CNOOC, China's third-largest State-run refiner, has started building a 60,000-barrel-per-day crude processing facility in East China, to boost its still nascent refining and fuel marketing business in the world's second-largest oil market.
The new facility, to be built in Taizhou city of Jiangsu province, costs 10.2 billion yuan ($1.6 billion) and is slated to begin operations in 2015, company officials and local media said.
Company officials said the new investment, including 10 main processing facilities, would be on top of an existing plant at the same site that produces mainly asphalt and fuel oil.
CNOOC, parent of offshore oil and gas specialist CNOOC Ltd, is operating its first major oil refinery in Huizhou of southern Guangdong province, with a capacity of 240,000 bpd.
CNOOC plans to add 200,000 bpd of refining capacity in Huizhou by around 2014.
Even with the expanded capacity, CNOOC's Huizhou plant would represent less than 4 percent of China's current total refining capacity of some 11 million bpd.
China restricts new investments in refineries smaller than 100,000 bpd which it deems inefficient in a sector dominated by the country's twin oil giants PetroChina and Sinopec Corp.
CNOOC calls the Taizhou investment an "integrated petrochemical project" instead of a "refinery", saying it would become a key lubricants producer, China Energy News reported on Monday.

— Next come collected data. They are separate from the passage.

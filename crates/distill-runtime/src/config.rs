//! Runtime configuration.
//!
//! Every section has defaults, so an empty YAML document is a valid
//! configuration. Durations are written in human form (`"15s"`, `"2m"`).
//!
//! ```yaml
//! extraction:
//!   max_concurrency: 8
//!   call_timeout: 45s
//! circuit_breaker:
//!   failure_threshold: 5
//!   recovery_timeout: 1m
//! validation:
//!   cv_target: 12.5
//! ```

use crate::cache::CacheConfig;
use crate::providers::CompletionConfig;
use crate::resilience::CircuitBreakerConfig;
use distill_core::ValidationConfig;
use serde::{Deserialize, Serialize};
use std::path::Path;
use std::time::Duration;
use thiserror::Error;

/// Errors loading runtime configuration.
#[derive(Error, Debug)]
pub enum ConfigLoadError {
    #[error("Failed to read config file: {0}")]
    IoError(#[from] std::io::Error),

    #[error("Failed to parse config: {0}")]
    YamlError(#[from] serde_yaml::Error),

    #[error("Invalid validation settings: {0}")]
    Validation(#[from] distill_core::ConfigError),

    #[error("Invalid setting {name}: {reason}")]
    Invalid { name: &'static str, reason: String },
}

/// Serde adapter for human-readable durations.
pub mod humantime_duration {
    use serde::{Deserialize, Deserializer, Serializer};
    use std::time::Duration;

    pub fn serialize<S>(duration: &Duration, serializer: S) -> Result<S::Ok, S::Error>
    where
        S: Serializer,
    {
        serializer.serialize_str(&humantime::format_duration(*duration).to_string())
    }

    pub fn deserialize<'de, D>(deserializer: D) -> Result<Duration, D::Error>
    where
        D: Deserializer<'de>,
    {
        let raw = String::deserialize(deserializer)?;
        humantime::parse_duration(&raw).map_err(serde::de::Error::custom)
    }
}

#[derive(Debug, Clone, PartialEq, Serialize, Deserialize)]
#[serde(default)]
pub struct ExtractionConfig {
    /// Fields extracted at once for one document
    pub max_concurrency: usize,

    /// Deadline for a single backend call
    #[serde(with = "humantime_duration")]
    pub call_timeout: Duration,

    /// Extra backend attempts, with a stricter instruction, after a
    /// rejected or timed-out answer
    pub max_retries: u32,
}

impl Default for ExtractionConfig {
    fn default() -> Self {
        Self {
            max_concurrency: 5,
            call_timeout: Duration::from_secs(60),
            max_retries: 1,
        }
    }
}

#[derive(Debug, Clone, PartialEq, Serialize, Deserialize)]
#[serde(default)]
pub struct SynthesisConfig {
    #[serde(with = "humantime_duration")]
    pub call_timeout: Duration,

    /// Slots rewritten at once
    pub max_concurrency: usize,
}

impl Default for SynthesisConfig {
    fn default() -> Self {
        Self {
            call_timeout: Duration::from_secs(30),
            max_concurrency: 4,
        }
    }
}

/// Everything the runtime can be configured with.
#[derive(Debug, Clone, Default, Serialize, Deserialize)]
#[serde(default)]
pub struct RuntimeConfig {
    pub extraction: ExtractionConfig,
    pub synthesis: SynthesisConfig,
    pub circuit_breaker: CircuitBreakerConfig,
    pub cache: CacheConfig,
    pub llm: CompletionConfig,
    pub validation: ValidationConfig,
}

impl RuntimeConfig {
    pub fn from_yaml(yaml: &str) -> Result<Self, ConfigLoadError> {
        let config: Self = serde_yaml::from_str(yaml)?;
        config.check()?;
        Ok(config)
    }

    pub fn from_yaml_file(path: impl AsRef<Path>) -> Result<Self, ConfigLoadError> {
        let content = std::fs::read_to_string(path)?;
        Self::from_yaml(&content)
    }

    /// Reject settings that would stall or disable the engines.
    pub fn check(&self) -> Result<(), ConfigLoadError> {
        if self.extraction.max_concurrency == 0 {
            return Err(ConfigLoadError::Invalid {
                name: "extraction.max_concurrency",
                reason: "must be at least 1".into(),
            });
        }
        if self.synthesis.max_concurrency == 0 {
            return Err(ConfigLoadError::Invalid {
                name: "synthesis.max_concurrency",
                reason: "must be at least 1".into(),
            });
        }
        if self.extraction.call_timeout.is_zero() || self.synthesis.call_timeout.is_zero() {
            return Err(ConfigLoadError::Invalid {
                name: "call_timeout",
                reason: "must be non-zero".into(),
            });
        }
        if self.circuit_breaker.failure_threshold == 0 {
            return Err(ConfigLoadError::Invalid {
                name: "circuit_breaker.failure_threshold",
                reason: "must be at least 1".into(),
            });
        }
        self.validation.validate()?;
        Ok(())
    }
}

#[cfg(test)]
mod tests {
    use super::*;

    #[test]
    fn test_empty_document_gives_defaults() {
        let config = RuntimeConfig::from_yaml("{}").unwrap();
        assert_eq!(config.extraction, ExtractionConfig::default());
        assert_eq!(config.extraction.call_timeout, Duration::from_secs(60));
        assert_eq!(config.circuit_breaker.failure_threshold, 3);
    }

    #[test]
    fn test_human_durations() {
        let yaml = r#"
extraction:
  max_concurrency: 8
  call_timeout: 1m 30s
circuit_breaker:
  recovery_timeout: 2m
cache:
  ttl: 10m
"#;
        let config = RuntimeConfig::from_yaml(yaml).unwrap();
        assert_eq!(config.extraction.max_concurrency, 8);
        assert_eq!(config.extraction.call_timeout, Duration::from_secs(90));
        assert_eq!(config.extraction.max_retries, 1);
        assert_eq!(config.circuit_breaker.recovery_timeout, Duration::from_secs(120));
        assert_eq!(config.cache.ttl, Duration::from_secs(600));
    }

    #[test]
    fn test_bad_duration_is_yaml_error() {
        let result = RuntimeConfig::from_yaml("extraction:\n  call_timeout: soon\n");
        assert!(matches!(result, Err(ConfigLoadError::YamlError(_))));
    }

    #[test]
    fn test_zero_concurrency_rejected() {
        let result = RuntimeConfig::from_yaml("extraction:\n  max_concurrency: 0\n");
        assert!(matches!(
            result,
            Err(ConfigLoadError::Invalid { name: "extraction.max_concurrency", .. })
        ));
    }

    #[test]
    fn test_validation_section_is_checked() {
        let result = RuntimeConfig::from_yaml("validation:\n  denylist_patterns: ['(']\n");
        assert!(matches!(result, Err(ConfigLoadError::Validation(_))));
    }

    #[test]
    fn test_durations_serialize_in_human_form() {
        let yaml = serde_yaml::to_string(&ExtractionConfig::default()).unwrap();
        assert!(yaml.contains("call_timeout: 1m"));
    }
}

It would also produce feedstock oil for petrochemicals, liquefied petroleum gas and fuel oil, the paper said.
One company official said the new plant would process heavy crude oil pumped from China's Bohai Bay, off North China, the main crude producing area for CNOOC Ltd.
In the same city Taizhou, CNOOC operates a separate plant of asphalt, or bitumen, of a similar capacity of 1.65 million tons a year, according to a Taizhou local government website.